Records for this exercise START

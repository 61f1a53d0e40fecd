//! Multi-account fetch behavior with a stub client factory: merge order,
//! client lifetimes, and failure handling.

use std::collections::{HashMap, HashSet};
use std::sync::Arc;
use std::sync::atomic::{AtomicI32, AtomicU32, Ordering};

use chrono::{TimeZone, Utc};
use serde_json::json;

use cumulo_connector_aws::client::{AwsClientFactory, ElbApi, IamApi, ScopedClient};
use cumulo_connector_aws::config::{Account, Credentials};
use cumulo_connector_aws::elb::model::{LoadBalancer, TargetGroup};
use cumulo_connector_aws::error::ClientError;
use cumulo_connector_aws::iam::model::{AccountSummary, MfaDevice, PasswordPolicy, User};
use cumulo_connector_aws::transport::HttpTransport;
use cumulo_core::{QueryContext, QueryContextBuilder, QueryError};

/// Open and release accounting shared between a factory and its test.
#[derive(Default)]
struct FactoryStats {
    opened: AtomicU32,
    live: AtomicI32,
    max_live: AtomicI32,
}

impl FactoryStats {
    fn note_open(&self) {
        self.opened.fetch_add(1, Ordering::SeqCst);
        let live = self.live.fetch_add(1, Ordering::SeqCst) + 1;
        self.max_live.fetch_max(live, Ordering::SeqCst);
    }

    fn note_release(&self) {
        self.live.fetch_sub(1, Ordering::SeqCst);
    }
}

/// Canned per-account responses.
#[derive(Default)]
struct StubData {
    users: HashMap<String, Vec<User>>,
    failing_accounts: HashSet<String>,
    policies: HashMap<String, PasswordPolicy>,
    load_balancers: HashMap<String, Vec<LoadBalancer>>,
}

struct StubFactory {
    stats: Arc<FactoryStats>,
    data: Arc<StubData>,
}

impl StubFactory {
    fn new(data: StubData) -> (Arc<dyn AwsClientFactory>, Arc<FactoryStats>) {
        let stats = Arc::new(FactoryStats::default());
        let factory = Arc::new(Self {
            stats: Arc::clone(&stats),
            data: Arc::new(data),
        });
        (factory, stats)
    }
}

impl AwsClientFactory for StubFactory {
    fn open_iam(
        &self,
        account: &Account,
        _transport: Option<&HttpTransport>,
    ) -> Result<ScopedClient<dyn IamApi>, ClientError> {
        self.stats.note_open();
        let stats = Arc::clone(&self.stats);
        let client = StubIam {
            account: account.id.clone(),
            data: Arc::clone(&self.data),
        };
        Ok(ScopedClient::with_release(Box::new(client), move || {
            stats.note_release();
        }))
    }

    fn open_elb(
        &self,
        account: &Account,
        _transport: Option<&HttpTransport>,
    ) -> Result<ScopedClient<dyn ElbApi>, ClientError> {
        self.stats.note_open();
        let stats = Arc::clone(&self.stats);
        let client = StubElb {
            account: account.id.clone(),
            data: Arc::clone(&self.data),
        };
        Ok(ScopedClient::with_release(Box::new(client), move || {
            stats.note_release();
        }))
    }
}

struct StubIam {
    account: String,
    data: Arc<StubData>,
}

impl IamApi for StubIam {
    fn list_users(&self) -> Result<Vec<User>, ClientError> {
        if self.data.failing_accounts.contains(&self.account) {
            return Err(ClientError::api(
                "iam",
                &self.account,
                anyhow::anyhow!("injected outage"),
            ));
        }
        Ok(self.data.users.get(&self.account).cloned().unwrap_or_default())
    }

    fn list_mfa_devices(&self) -> Result<Vec<MfaDevice>, ClientError> {
        Ok(Vec::new())
    }

    fn account_password_policy(&self) -> Result<Option<PasswordPolicy>, ClientError> {
        Ok(self.data.policies.get(&self.account).cloned())
    }

    fn account_summary(&self) -> Result<AccountSummary, ClientError> {
        let users = self.data.users.get(&self.account).map_or(0, Vec::len);
        Ok(AccountSummary {
            summary_map: [("Users".to_string(), users as i64)].into_iter().collect(),
        })
    }
}

struct StubElb {
    account: String,
    data: Arc<StubData>,
}

impl ElbApi for StubElb {
    fn describe_load_balancers(&self) -> Result<Vec<LoadBalancer>, ClientError> {
        Ok(self
            .data
            .load_balancers
            .get(&self.account)
            .cloned()
            .unwrap_or_default())
    }

    fn describe_target_groups(&self) -> Result<Vec<TargetGroup>, ClientError> {
        Ok(Vec::new())
    }
}

fn account(id: &str) -> Account {
    Account::new(id, "eu-west-1", Credentials::new(format!("AKIA{id}"), "secret"))
}

fn user(name: &str) -> User {
    User {
        path: "/".to_string(),
        user_name: name.to_string(),
        user_id: format!("AIDA{name}"),
        arn: format!("arn:aws:iam::123456789012:user/{name}"),
        create_date: Utc.with_ymd_and_hms(2024, 3, 1, 12, 0, 0).unwrap(),
        password_last_used: None,
    }
}

fn load_balancer(name: &str) -> LoadBalancer {
    LoadBalancer {
        load_balancer_arn: format!("arn:aws:elasticloadbalancing:eu-west-1:123456789012:loadbalancer/app/{name}/1"),
        load_balancer_name: name.to_string(),
        dns_name: format!("{name}.eu-west-1.elb.amazonaws.com"),
        canonical_hosted_zone_id: None,
        created_time: Utc.with_ymd_and_hms(2024, 5, 20, 8, 30, 0).unwrap(),
        scheme: Some("internet-facing".to_string()),
        vpc_id: None,
        state: None,
        kind: Some("application".to_string()),
        availability_zones: Vec::new(),
        security_groups: Vec::new(),
        ip_address_type: None,
    }
}

fn context_with(
    accounts: Vec<Account>,
    factory: Arc<dyn AwsClientFactory>,
) -> QueryContext {
    let mut builder = QueryContextBuilder::new()
        .set_property("aws.account", accounts)
        .set_property("aws.client-factory", factory);
    for provider in cumulo_connector_aws::schema_providers() {
        builder = builder.register_schema_provider(provider);
    }
    builder.build().expect("build")
}

#[test]
fn merges_records_across_accounts_in_account_order() {
    let mut data = StubData::default();
    data.users.insert("one".to_string(), vec![user("alice")]);
    data.users
        .insert("two".to_string(), vec![user("bob"), user("carol")]);
    let (factory, _stats) = StubFactory::new(data);
    let context = context_with(vec![account("one"), account("two")], factory);

    let rows = context.fetch_rows("aws.iam.user").expect("rows");
    let names: Vec<&str> = rows
        .iter()
        .map(|row| row.get("UserName").and_then(serde_json::Value::as_str).expect("name"))
        .collect();
    assert_eq!(names, vec!["alice", "bob", "carol"]);
}

#[test]
fn opens_one_client_per_account_and_releases_each() {
    let mut data = StubData::default();
    data.users.insert("one".to_string(), vec![user("alice")]);
    data.users.insert("two".to_string(), vec![user("bob")]);
    let (factory, stats) = StubFactory::new(data);
    let context = context_with(vec![account("one"), account("two")], factory);

    context.fetch_rows("aws.iam.user").expect("rows");
    assert_eq!(stats.opened.load(Ordering::SeqCst), 2);
    assert_eq!(stats.live.load(Ordering::SeqCst), 0);
    // Clients never overlap: each account's client closes before the next opens.
    assert_eq!(stats.max_live.load(Ordering::SeqCst), 1);
}

#[test]
fn mid_iteration_failure_aborts_and_releases_every_client() {
    let mut data = StubData::default();
    data.users.insert("one".to_string(), vec![user("alice")]);
    data.failing_accounts.insert("two".to_string());
    data.users.insert("three".to_string(), vec![user("dave")]);
    let (factory, stats) = StubFactory::new(data);
    let context = context_with(
        vec![account("one"), account("two"), account("three")],
        factory,
    );

    let err = context.fetch_rows("aws.iam.user").expect_err("outage");
    match err {
        QueryError::Fetch(fetch) => {
            assert_eq!(fetch.type_name(), "aws.iam.user");
            assert!(fetch.to_string().contains("injected outage"));
            // The failing account stays attributable through the wrapping.
            assert!(fetch.to_string().contains("account `two`"));
        }
        other => panic!("unexpected error: {other}"),
    }
    // The third account was never reached and nothing stayed open.
    assert_eq!(stats.opened.load(Ordering::SeqCst), 2);
    assert_eq!(stats.live.load(Ordering::SeqCst), 0);
}

#[test]
fn missing_account_configuration_fails_the_fetch() {
    let (factory, stats) = StubFactory::new(StubData::default());
    let mut builder = QueryContextBuilder::new().set_property("aws.client-factory", factory);
    for provider in cumulo_connector_aws::schema_providers() {
        builder = builder.register_schema_provider(provider);
    }
    let context = builder.build().expect("build");

    let err = context.fetch_rows("aws.iam.user").expect_err("no accounts");
    match err {
        QueryError::Fetch(fetch) => assert!(fetch.to_string().contains("aws.account")),
        other => panic!("unexpected error: {other}"),
    }
    assert_eq!(stats.opened.load(Ordering::SeqCst), 0);
}

#[test]
fn empty_account_list_fails_the_fetch() {
    let (factory, _stats) = StubFactory::new(StubData::default());
    let context = context_with(Vec::new(), factory);
    let err = context.fetch_rows("aws.iam.user").expect_err("empty accounts");
    assert!(matches!(err, QueryError::Fetch(_)));
}

#[test]
fn single_account_value_acts_as_one_element_list() {
    let mut data = StubData::default();
    data.users.insert("solo".to_string(), vec![user("alice")]);
    let (factory, _stats) = StubFactory::new(data);
    let mut builder = QueryContextBuilder::new()
        .set_property("aws.account", account("solo"))
        .set_property("aws.client-factory", factory);
    for provider in cumulo_connector_aws::schema_providers() {
        builder = builder.register_schema_provider(provider);
    }
    let context = builder.build().expect("build");

    let rows = context.fetch_rows("aws.iam.user").expect("rows");
    assert_eq!(rows.len(), 1);
}

#[test]
fn accounts_without_password_policy_contribute_no_record() {
    let mut data = StubData::default();
    data.policies.insert(
        "two".to_string(),
        PasswordPolicy {
            minimum_password_length: Some(14),
            ..PasswordPolicy::default()
        },
    );
    let (factory, _stats) = StubFactory::new(data);
    let context = context_with(vec![account("one"), account("two")], factory);

    let rows = context.fetch_rows("aws.iam.password-policy").expect("rows");
    assert_eq!(rows.len(), 1);
    assert_eq!(rows[0].get("MinimumPasswordLength"), Some(&json!(14)));
}

#[test]
fn account_summary_yields_one_record_per_account() {
    let mut data = StubData::default();
    data.users.insert("one".to_string(), vec![user("alice")]);
    data.users
        .insert("two".to_string(), vec![user("bob"), user("carol")]);
    let (factory, _stats) = StubFactory::new(data);
    let context = context_with(vec![account("one"), account("two")], factory);

    let rows = context.fetch_rows("aws.iam.account-summary").expect("rows");
    assert_eq!(rows.len(), 2);
    assert_eq!(rows[0].pointer("/SummaryMap/Users"), Some(&json!(1)));
    assert_eq!(rows[1].pointer("/SummaryMap/Users"), Some(&json!(2)));
}

#[test]
fn typed_fetch_returns_domain_items() {
    let mut data = StubData::default();
    data.users.insert("one".to_string(), vec![user("alice")]);
    let (factory, _stats) = StubFactory::new(data);
    let context = context_with(vec![account("one")], factory);

    let users: Vec<User> = context.fetch().expect("typed users");
    assert_eq!(users.len(), 1);
    assert_eq!(users[0].user_name, "alice");
}

#[test]
fn load_balancers_query_by_alias_and_canonical_name() {
    let mut data = StubData::default();
    data.load_balancers.insert(
        "one".to_string(),
        vec![load_balancer("web"), load_balancer("api")],
    );
    data.load_balancers
        .insert("two".to_string(), vec![load_balancer("jobs")]);
    let (factory, _stats) = StubFactory::new(data);
    let mut builder = QueryContextBuilder::new()
        .set_property("aws.account", vec![account("one"), account("two")])
        .set_property("aws.client-factory", factory)
        .set_property("aws.region", "eu-west-1".to_string())
        .register_schema_object_alias::<LoadBalancer>("LoadBalancer");
    for provider in cumulo_connector_aws::schema_providers() {
        builder = builder.register_schema_provider(provider);
    }
    let context = builder.build().expect("build");

    let by_alias = context.fetch_rows("LoadBalancer").expect("alias rows");
    let by_name = context.fetch_rows("aws.elb.load-balancer").expect("rows");
    assert_eq!(by_alias.len(), 3);
    assert_eq!(by_alias, by_name);
    let names: Vec<&str> = by_alias
        .iter()
        .map(|row| {
            row.get("LoadBalancerName")
                .and_then(serde_json::Value::as_str)
                .expect("name")
        })
        .collect();
    assert_eq!(names, vec!["web", "api", "jobs"]);
}

#[test]
fn schema_providers_cover_both_services() {
    let (factory, _stats) = StubFactory::new(StubData::default());
    let context = context_with(vec![account("one")], factory);
    let names: Vec<&str> = context.schema_object_names().collect();
    assert_eq!(
        names,
        vec![
            "aws.iam.user",
            "aws.iam.mfa-device",
            "aws.iam.password-policy",
            "aws.iam.account-summary",
            "aws.elb.load-balancer",
            "aws.elb.target-group",
        ]
    );
}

Records for this exercise END

Work to be completed >> Your answer must be the lines from the first line of the entries above through the line that contains "use cumulo_connector_aws::transport::HttpTransport;", written out exactly.

Response below >>
repository 61f1a53d0e40fecd
//! Multi-account fetch behavior with a stub client factory: merge order,
//! client lifetimes, and failure handling.

use std::collections::{HashMap, HashSet};
use std::sync::Arc;
use std::sync::atomic::{AtomicI32, AtomicU32, Ordering};

use chrono::{TimeZone, Utc};
use serde_json::json;

use cumulo_connector_aws::client::{AwsClientFactory, ElbApi, IamApi, ScopedClient};
use cumulo_connector_aws::config::{Account, Credentials};
use cumulo_connector_aws::elb::model::{LoadBalancer, TargetGroup};
use cumulo_connector_aws::error::ClientError;
use cumulo_connector_aws::iam::model::{AccountSummary, MfaDevice, PasswordPolicy, User};
use cumulo_connector_aws::transport::HttpTransport;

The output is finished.